• Data for processing
######
use board_core::{Effect, Item, Msg, Page, Query, QueryFingerprint};
use board_engine::{BoardItem, EngineEvent, EngineHandle, PageRequest, PageResponse};
use board_logging::{board_debug, board_info, board_warn};

/// Navigation collaborator for item clicks.
pub trait Router {
    fn navigate_to_detail(&mut self, kind: &str, id: &str);
}

/// Announces the detail route on stdout.
pub struct ConsoleRouter;

impl Router for ConsoleRouter {
    fn navigate_to_detail(&mut self, kind: &str, id: &str) {
        let path = Effect::detail_path(kind, id);
        board_info!("Navigate {}", path);
        println!("-> {path}");
    }
}

pub struct EffectRunner<R: Router> {
    engine: EngineHandle,
    router: R,
}

impl<R: Router> EffectRunner<R> {
    pub fn new(engine: EngineHandle, router: R) -> Self {
        Self { engine, router }
    }

    pub fn run(&mut self, effects: Vec<Effect>) {
        for effect in effects {
            match effect {
                Effect::Fetch { fingerprint, query } => {
                    board_debug!(
                        "Fetch page={} status={:?} sort={:?} search_len={}",
                        query.page,
                        query.status,
                        query.sort,
                        query.search.len()
                    );
                    self.engine.fetch(fingerprint.as_u64(), page_request(&query));
                }
                Effect::NavigateToDetail { kind, id } => {
                    self.router.navigate_to_detail(&kind, &id);
                }
            }
        }
    }

    /// Drains finished fetches as board messages.
    pub fn poll(&self) -> Vec<Msg> {
        let mut inbox = Vec::new();
        while let Some(event) = self.engine.try_recv() {
            inbox.push(event_to_msg(event));
        }
        inbox
    }
}

pub fn page_request(query: &Query) -> PageRequest {
    PageRequest {
        page: query.page,
        status_id: query.status.as_wire().to_string(),
        sorting: query.sort.as_wire().to_string(),
        expr: Some(query.search.clone()).filter(|expr| !expr.is_empty()),
    }
}

pub fn event_to_msg(event: EngineEvent) -> Msg {
    match event {
        EngineEvent::PageFetched { ticket, result } => {
            let fingerprint = QueryFingerprint::from_u64(ticket);
            match result {
                Ok(page) => Msg::PageLoaded {
                    fingerprint,
                    page: page.map(map_page),
                },
                Err(err) => {
                    board_warn!("Board fetch failed: {}", err);
                    Msg::FetchFailed { fingerprint }
                }
            }
        }
    }
}

fn map_page(response: PageResponse) -> Page {
    Page {
        items: response.items.into_iter().map(map_item).collect(),
        page_index: response.meta.page,
        total_pages: response.meta.total_pages,
    }
}

fn map_item(item: BoardItem) -> Item {
    Item {
        id: item.id,
        title: item.title,
        provider: item.provider,
        status: item.status,
    }
}

#[cfg(test)]
mod tests {
    use super::*;
    use board_core::{SortKey, StatusFilter};
    use board_engine::{FailureKind, FetchError, PageMeta};

    #[test]
    fn query_maps_to_wire_request() {
        let query = Query {
            page: 3,
            status: StatusFilter::All,
            sort: SortKey::TitleAsc,
            search: String::new(),
        };
        let request = page_request(&query);
        assert_eq!(request.page, 3);
        assert_eq!(request.status_id, "All");
        assert_eq!(request.sorting, "NameAsc");
        assert_eq!(request.expr, None);

        let request = page_request(&Query {
            search: "fleet".to_string(),
            ..query
        });
        assert_eq!(request.expr.as_deref(), Some("fleet"));
    }

    #[test]
    fn events_carry_the_fingerprint_back() {
        let fingerprint = Query::default().fingerprint();
        let msg = event_to_msg(EngineEvent::PageFetched {
            ticket: fingerprint.as_u64(),
            result: Ok(Some(PageResponse {
                items: vec![BoardItem {
                    id: "1".to_string(),
                    title: "Alpha".to_string(),
                    provider: "Acme".to_string(),
                    status: Some("IN_REVIEW".to_string()),
                    extra: Default::default(),
                }],
                meta: PageMeta {
                    page: 0,
                    total_pages: 4,
                    total_elements: Some(50),
                    content_size: Some(1),
                },
            })),
        });
        let mut expected_item = Item::new("1", "Alpha", "Acme");
        expected_item.status = Some("IN_REVIEW".to_string());
        assert_eq!(
            msg,
            Msg::PageLoaded {
                fingerprint,
                page: Some(Page {
                    items: vec![expected_item],
                    page_index: 0,
                    total_pages: 4,
                }),
            }
        );

        let msg = event_to_msg(EngineEvent::PageFetched {
            ticket: 9,
            result: Err(FetchError {
                kind: FailureKind::Timeout,
                message: "slow".to_string(),
            }),
        });
        assert_eq!(
            msg,
            Msg::FetchFailed {
                fingerprint: QueryFingerprint::from_u64(9)
            }
        );
    }
}
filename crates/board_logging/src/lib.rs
#![deny(missing_docs)]
//! Shared logging utilities for the admin board workspace.
//!
//! This crate provides the `board_*` logging macros used across the codebase,
//! a level-name parser for configuration files and a minimal test initializer
//! for the global logger.

use log::LevelFilter;

/// Logs a trace-level message using the global logging facade.
#[macro_export]
macro_rules! board_trace {
    ($($arg:tt)*) => {{
        log::trace!($($arg)*);
    }};
}

/// Logs an info-level message using the global logging facade.
#[macro_export]
macro_rules! board_info {
    ($($arg:tt)*) => {{
        log::info!($($arg)*);
    }};
}

/// Logs a debug-level message using the global logging facade.
#[macro_export]
macro_rules! board_debug {
    ($($arg:tt)*) => {{
        log::debug!($($arg)*);
    }};
}

/// Logs a warn-level message using the global logging facade.
#[macro_export]
macro_rules! board_warn {
    ($($arg:tt)*) => {{
        log::warn!($($arg)*);
    }};
}

/// Logs an error-level message using the global logging facade.
#[macro_export]
macro_rules! board_error {
    ($($arg:tt)*) => {{
        log::error!($($arg)*);
    }};
}

/// Parses a level name as written in configuration files.
///
/// Matching is case-insensitive; `"off"` disables logging. Returns `None` for
/// unknown names so callers can fall back to their own default.
pub fn level_from_name(name: &str) -> Option<LevelFilter> {
    match name.trim().to_ascii_lowercase().as_str() {
        "off" => Some(LevelFilter::Off),
        "error" => Some(LevelFilter::Error),
        "warn" | "warning" => Some(LevelFilter::Warn),
        "info" => Some(LevelFilter::Info),
        "debug" => Some(LevelFilter::Debug),
        "trace" => Some(LevelFilter::Trace),
        _ => None,
    }
}

/// Initializes a simple terminal logger for use in unit tests.
///
/// This safely no-ops if another logger has already been initialized.
pub fn initialize_for_tests() {
    use simplelog::{ColorChoice, CombinedLogger, Config, TermLogger, TerminalMode};

    // Use debug level in debug builds, info in release builds.
    let level = if cfg!(debug_assertions) {
        LevelFilter::Debug
    } else {
        LevelFilter::Info
    };

    // Ignore the error if a logger was already set by another test.
    let _ = CombinedLogger::init(vec![TermLogger::new(
        level,
        Config::default(),
        TerminalMode::Mixed,
        ColorChoice::Auto,
    )]);
}
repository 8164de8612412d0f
use std::time::Duration;

/// Where a debounced search expression is resolved.
#[derive(Debug, Clone, Copy, PartialEq, Eq, Default)]
pub enum SearchMode {
    /// Re-query the data source with the expression.
    Remote,
    /// Filter the already fetched items on the client.
    #[default]
    Local,
}

/// Construction-time settings of a board.
#[derive(Debug, Clone, PartialEq, Eq)]
pub struct BoardConfig {
    pub search_mode: SearchMode,
    pub debounce_window: Duration,
    /// Non-empty search input shorter than this is never forwarded.
    pub min_search_len: Option<usize>,
    /// Route segment used when navigating to an item's detail view.
    pub detail_kind: String,
}

impl Default for BoardConfig {
    fn default() -> Self {
        Self {
            search_mode: SearchMode::Local,
            debounce_window: Duration::from_millis(300),
            min_search_len: None,
            detail_kind: "adminboarddetail".to_string(),
        }
    }
}

impl BoardConfig {
    /// Board that re-queries the backend on every debounced search.
    pub fn remote() -> Self {
        Self {
            search_mode: SearchMode::Remote,
            ..Self::default()
        }
    }

    /// Table toolbar flavour: remote search, 500 ms window, three-char minimum.
    pub fn toolbar() -> Self {
        Self {
            search_mode: SearchMode::Remote,
            debounce_window: Duration::from_millis(500),
            min_search_len: Some(3),
            ..Self::default()
        }
    }
}
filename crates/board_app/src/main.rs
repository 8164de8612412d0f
mod platform;

fn main() -> anyhow::Result<()> {
    platform::run_app()
}
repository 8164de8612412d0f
pub const HEADER_TITLE: &str = "App Release Admin Board";
pub const SEARCH_PLACEHOLDER: &str = "Search by app name or provider";
pub const TAB_OPEN: &str = "Open Requests";
pub const TAB_ALL: &str = "All";
pub const SORT_NEW_FIRST: &str = "New first";
pub const SORT_TITLE: &str = "App title";
pub const LOAD_MORE: &str = "Load More";
use crate::item::local_filter;
use crate::view_model::{BoardViewModel, ResultPhase};
use crate::{
    BoardConfig, Effect, Item, ListQueryState, Page, QueryFingerprint, ResultAccumulator,
    SearchDebouncer, SearchMode, SortKey, StatusFilter,
};

/// Everything the board controller owns. Mutated only through [`crate::update`].
#[derive(Debug, Clone, PartialEq, Eq)]
pub struct BoardState {
    config: BoardConfig,
    query: ListQueryState,
    results: ResultAccumulator,
    debouncer: SearchDebouncer,
    /// Text currently in the search box.
    search_text: String,
    /// Expression applied by the local filter.
    local_expr: String,
    displayed: Vec<Item>,
    is_loading: bool,
    is_error: bool,
    sort_menu_open: bool,
    dirty: bool,
}

impl Default for BoardState {
    fn default() -> Self {
        Self::new(BoardConfig::default())
    }
}

impl BoardState {
    pub fn new(config: BoardConfig) -> Self {
        let mut debouncer = SearchDebouncer::new(config.debounce_window);
        if let Some(min_len) = config.min_search_len {
            debouncer = debouncer.with_min_len(min_len);
        }
        Self {
            config,
            query: ListQueryState::new(),
            results: ResultAccumulator::new(),
            debouncer,
            search_text: String::new(),
            local_expr: String::new(),
            displayed: Vec::new(),
            is_loading: false,
            is_error: false,
            sort_menu_open: false,
            dirty: false,
        }
    }

    pub fn config(&self) -> &BoardConfig {
        &self.config
    }

    pub fn view(&self) -> BoardViewModel {
        let total_pages = self.results.total_pages();
        let page = self.query.page();
        let phase = if self.is_loading {
            ResultPhase::Loading
        } else if total_pages.is_none() && self.results.is_empty() {
            ResultPhase::Empty
        } else {
            ResultPhase::Loaded {
                exhausted: !has_more_pages(total_pages, page),
            }
        };
        let load_more_visible = !self.is_loading
            && !self.is_error
            && !self.results.is_empty()
            && has_more_pages(total_pages, page);

        BoardViewModel {
            search_text: self.search_text.clone(),
            status: self.query.query().status,
            sort: self.query.query().sort,
            sort_menu_open: self.sort_menu_open,
            items: self.displayed.clone(),
            phase,
            page,
            total_pages,
            load_more_visible,
            is_error: self.is_error,
            dirty: self.dirty,
        }
    }

    pub fn consume_dirty(&mut self) -> bool {
        std::mem::take(&mut self.dirty)
    }

    pub(crate) fn mark_dirty(&mut self) {
        self.dirty = true;
    }

    /// Marks the current query as in flight and returns the fetch effect for it.
    pub(crate) fn dispatch_fetch(&mut self) -> Effect {
        self.is_loading = true;
        self.is_error = false;
        self.mark_dirty();
        let query = self.query.query().clone();
        Effect::Fetch {
            fingerprint: query.fingerprint(),
            query,
        }
    }

    pub(crate) fn set_filter(&mut self, status: StatusFilter) {
        self.query.set_filter(status);
        self.reset_results();
    }

    pub(crate) fn set_sort(&mut self, sort: SortKey) {
        self.query.set_sort(sort);
        self.reset_results();
    }

    pub(crate) fn next_page(&mut self) {
        self.query.next_page();
    }

    pub(crate) fn set_sort_menu(&mut self, open: bool) {
        if self.sort_menu_open != open {
            self.sort_menu_open = open;
            self.mark_dirty();
        }
    }

    pub(crate) fn type_search(&mut self, text: String, now: std::time::Instant) {
        self.debouncer.input(&text, now);
        if self.search_text != text {
            self.search_text = text;
            self.mark_dirty();
        }
    }

    pub(crate) fn submit_search(&mut self) -> String {
        self.debouncer.submit(&self.search_text)
    }

    pub(crate) fn poll_search(&mut self, now: std::time::Instant) -> Option<String> {
        self.debouncer.poll(now)
    }

    /// Resolves a forwarded search expression according to the search mode.
    pub(crate) fn apply_search(&mut self, expr: String) -> Vec<Effect> {
        match self.config.search_mode {
            SearchMode::Remote => {
                self.query.set_search(expr);
                self.reset_results();
                vec![self.dispatch_fetch()]
            }
            SearchMode::Local => {
                self.local_expr = expr;
                self.refresh_displayed();
                Vec::new()
            }
        }
    }

    pub(crate) fn load_more_allowed(&self) -> bool {
        self.view().load_more_visible
    }

    /// Applies a response if it still belongs to the current query.
    pub(crate) fn apply_page(&mut self, fingerprint: QueryFingerprint, page: Option<Page>) -> bool {
        if fingerprint != self.query.fingerprint() {
            return false;
        }
        self.results.apply(page);
        self.is_loading = false;
        self.is_error = false;
        self.refresh_displayed();
        true
    }

    /// Flags an explicit failure of the current query; the list is left as is.
    pub(crate) fn apply_failure(&mut self, fingerprint: QueryFingerprint) -> bool {
        if fingerprint != self.query.fingerprint() {
            return false;
        }
        self.is_loading = false;
        self.is_error = true;
        self.mark_dirty();
        true
    }

    pub(crate) fn insert_item(&mut self, item: Item) {
        self.results.insert_front(item);
        self.refresh_displayed();
    }

    pub(crate) fn remove_item(&mut self, id: &str) {
        if self.results.remove(id) {
            self.refresh_displayed();
        }
    }

    fn reset_results(&mut self) {
        self.results.clear();
        self.is_error = false;
        self.refresh_displayed();
    }

    fn refresh_displayed(&mut self) {
        self.displayed = local_filter(self.results.items(), &self.local_expr);
        self.mark_dirty();
    }
}

/// Whether pages beyond `page` remain to be loaded.
pub fn has_more_pages(total_pages: Option<u32>, page: u32) -> bool {
    total_pages.is_some_and(|total| total > page.saturating_add(1))
}
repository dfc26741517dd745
// LFProc - Low-frequency windowed processing for sensor archives
// Copyright (c) 2025 David Martin Venti
//
// Dual-licensed under AGPL-3.0 and Commercial License.
// See LICENSE file for details.

//! Source readers
//!
//! A [`SegmentReader`] turns a source reference from the catalog into a
//! [`TimeSeries`]. Format-specific readers live outside this crate; the
//! adapters here wrap closures and the native window format.

use std::path::PathBuf;

use crate::error::{LfprocError, ReaderError};
use crate::format::decode_series;
use crate::series::TimeSeries;
use crate::time::Timestamp;

/// Capability to load source files
pub trait SegmentReader {
    /// Read the whole source
    fn read(&mut self, source_ref: &str) -> Result<TimeSeries, ReaderError>;

    /// Read only samples within `[start, end]`.
    ///
    /// Returns `None` when nothing in the source falls inside. The default
    /// reads the whole source and selects.
    fn read_range(
        &mut self,
        source_ref: &str,
        start: Timestamp,
        end: Timestamp,
    ) -> Result<Option<TimeSeries>, ReaderError> {
        Ok(self.read(source_ref)?.select_time(Some(start), Some(end)))
    }

    /// Whether [`read_range`](Self::read_range) avoids a full read.
    ///
    /// Partial readers bypass the segment cache.
    fn supports_partial_reading(&self) -> bool {
        false
    }
}

impl<R: SegmentReader + ?Sized> SegmentReader for Box<R> {
    fn read(&mut self, source_ref: &str) -> Result<TimeSeries, ReaderError> {
        (**self).read(source_ref)
    }

    fn read_range(
        &mut self,
        source_ref: &str,
        start: Timestamp,
        end: Timestamp,
    ) -> Result<Option<TimeSeries>, ReaderError> {
        (**self).read_range(source_ref, start, end)
    }

    fn supports_partial_reading(&self) -> bool {
        (**self).supports_partial_reading()
    }
}

/// Full reader backed by a closure
pub struct FnReader<F> {
    read_fn: F,
}

impl<F> FnReader<F>
where
    F: FnMut(&str) -> Result<TimeSeries, ReaderError>,
{
    pub fn new(read_fn: F) -> Self {
        Self { read_fn }
    }
}

impl<F> SegmentReader for FnReader<F>
where
    F: FnMut(&str) -> Result<TimeSeries, ReaderError>,
{
    fn read(&mut self, source_ref: &str) -> Result<TimeSeries, ReaderError> {
        (self.read_fn)(source_ref)
    }
}

/// Partial reader backed by a closure taking the requested span
pub struct RangeFnReader<F> {
    read_fn: F,
}

impl<F> RangeFnReader<F>
where
    F: FnMut(&str, Option<(Timestamp, Timestamp)>) -> Result<Option<TimeSeries>, ReaderError>,
{
    /// `read_fn` receives `None` for a full read
    pub fn new(read_fn: F) -> Self {
        Self { read_fn }
    }
}

impl<F> SegmentReader for RangeFnReader<F>
where
    F: FnMut(&str, Option<(Timestamp, Timestamp)>) -> Result<Option<TimeSeries>, ReaderError>,
{
    fn read(&mut self, source_ref: &str) -> Result<TimeSeries, ReaderError> {
        (self.read_fn)(source_ref, None)?
            .ok_or_else(|| format!("source '{source_ref}' holds no samples").into())
    }

    fn read_range(
        &mut self,
        source_ref: &str,
        start: Timestamp,
        end: Timestamp,
    ) -> Result<Option<TimeSeries>, ReaderError> {
        (self.read_fn)(source_ref, Some((start, end)))
    }

    fn supports_partial_reading(&self) -> bool {
        true
    }
}

/// Reads sources stored in the native `.lfd` window format.
///
/// Relative source references resolve against `root` when one is set.
#[derive(Debug, Clone, Default)]
pub struct NativeFileReader {
    root: Option<PathBuf>,
}

impl NativeFileReader {
    pub fn new() -> Self {
        Self::default()
    }

    /// Resolve relative references against `root`
    pub fn with_root(root: impl Into<PathBuf>) -> Self {
        Self {
            root: Some(root.into()),
        }
    }

    fn resolve(&self, source_ref: &str) -> PathBuf {
        match &self.root {
            Some(root) => root.join(source_ref),
            None => PathBuf::from(source_ref),
        }
    }
}

impl SegmentReader for NativeFileReader {
    fn read(&mut self, source_ref: &str) -> Result<TimeSeries, ReaderError> {
        let path = self.resolve(source_ref);
        let bytes = std::fs::read(&path).map_err(|e| LfprocError::io(&path, e))?;
        Ok(decode_series(&bytes)?)
    }
}
impl WindowedProcessor {
    /// Processor writing native `.lfd` windows with default parameters
    pub fn new(catalog: TimeCatalog, reader: Box<dyn SegmentReader>) -> Self {
        Self {
            store: SegmentStore::new(catalog, reader),
            config: ProcessorConfig::default(),
            output: None,
            codec: Box::new(NativeCodec),
        }
    }

    /// Replace the window writer
    pub fn with_codec(mut self, codec: Box<dyn WindowCodec>) -> Self {
        self.codec = codec;
        self
    }

    /// Replace all parameters at once
    pub fn with_config(mut self, config: ProcessorConfig) -> Self {
        self.config = config;
        self
    }

    /// Directory receiving the windows, created if missing.
    ///
    /// With `delete_existing`, a previous directory is removed first.
    pub fn set_output_folder(
        &mut self,
        path: impl AsRef<Path>,
        delete_existing: bool,
    ) -> Result<()> {
        self.output = Some(OutputDir::prepare(path.as_ref(), delete_existing)?);
        Ok(())
    }

    pub fn output_folder(&self) -> Option<&Path> {
        self.output.as_ref().map(OutputDir::path)
    }

    /// Update parameters by name; unknown names are returned
    pub fn update_parameters<I, K>(&mut self, pairs: I) -> Result<Vec<String>>
    where
        I: IntoIterator<Item = (K, Value)>,
        K: AsRef<str>,
    {
        Ok(self.config.update(pairs)?)
    }

    /// Update parameters from a JSON object
    pub fn update_parameters_json(&mut self, text: &str) -> Result<Vec<String>> {
        Ok(self.config.update_from_json(text)?)
    }

    pub fn parameters(&self) -> &ProcessorConfig {
        &self.config
    }

    /// Cache budget in gigabytes
    pub fn set_cache_limit_gb(&mut self, gb: f64) {
        self.store.set_cache_limit_gb(gb);
    }

    pub fn store(&self) -> &SegmentStore {
        &self.store
    }

    /// Process `[bgtime, edtime)` and write one file per chunk.
    ///
    /// Windows already written stay on disk if a later chunk fails.
    pub fn process_time_range(
        &mut self,
        bgtime: Timestamp,
        edtime: Timestamp,
    ) -> Result<RunSummary> {
        let output = self.output.as_ref().ok_or(ConfigError::OutputDirUnset)?;
        self.config.validate()?;

        let mut run = Run {
            store: &mut self.store,
            codec: self.codec.as_ref(),
            output,
            config: &self.config,
            grid: TimeGrid::new(bgtime, edtime, self.config.output_interval_micros()),
            patch: self.config.process_patch_size,
            edge: self.config.edge_buff_size,
            data_end: 0,
            retained: None,
            windows: Vec::new(),
        };

        let mut phase = Phase::Init;
        while phase != Phase::Done {
            phase = run.advance(phase, bgtime, edtime)?;
        }

        let summary = RunSummary {
            grid_len: run.grid.len(),
            patch_size: run.patch,
            windows: run.windows,
            cache: self.store.cache_stats(),
        };
        log::info!(
            "{} window(s), {} samples written for {bgtime} .. {edtime}",
            summary.windows.len(),
            summary.total_samples()
        );
        Ok(summary)
    }

    /// Run [`process_time_range`](Self::process_time_range) over every span of
    /// continuous catalog coverage.
    ///
    /// Spans too short to yield a window are skipped with a warning.
    pub fn process_contiguous_segments(
        &mut self,
        gap_tolerance_us: Option<i64>,
    ) -> Result<Vec<RunSummary>> {
        let segments = self.store.catalog().contiguous_segments(gap_tolerance_us);
        let mut summaries = Vec::with_capacity(segments.len());
        for seg in segments {
            match self.process_time_range(seg.start, seg.end) {
                Ok(summary) => summaries.push(summary),
                Err(LfprocError::Config(ConfigError::RangeTooShort { .. })) => {
                    log::warn!("coverage {seg} too short for one window, skipped");
                }
                Err(e) => return Err(e),
            }
        }
        Ok(summaries)
    }
}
######
Restate the data word for word. Begin at its first line, end at the line that contains "pub trait Router", and include both.

use board_core::{Effect, Item, Msg, Page, Query, QueryFingerprint};
use board_engine::{BoardItem, EngineEvent, EngineHandle, PageRequest, PageResponse};
use board_logging::{board_debug, board_info, board_warn};

/// Navigation collaborator for item clicks.
pub trait Router {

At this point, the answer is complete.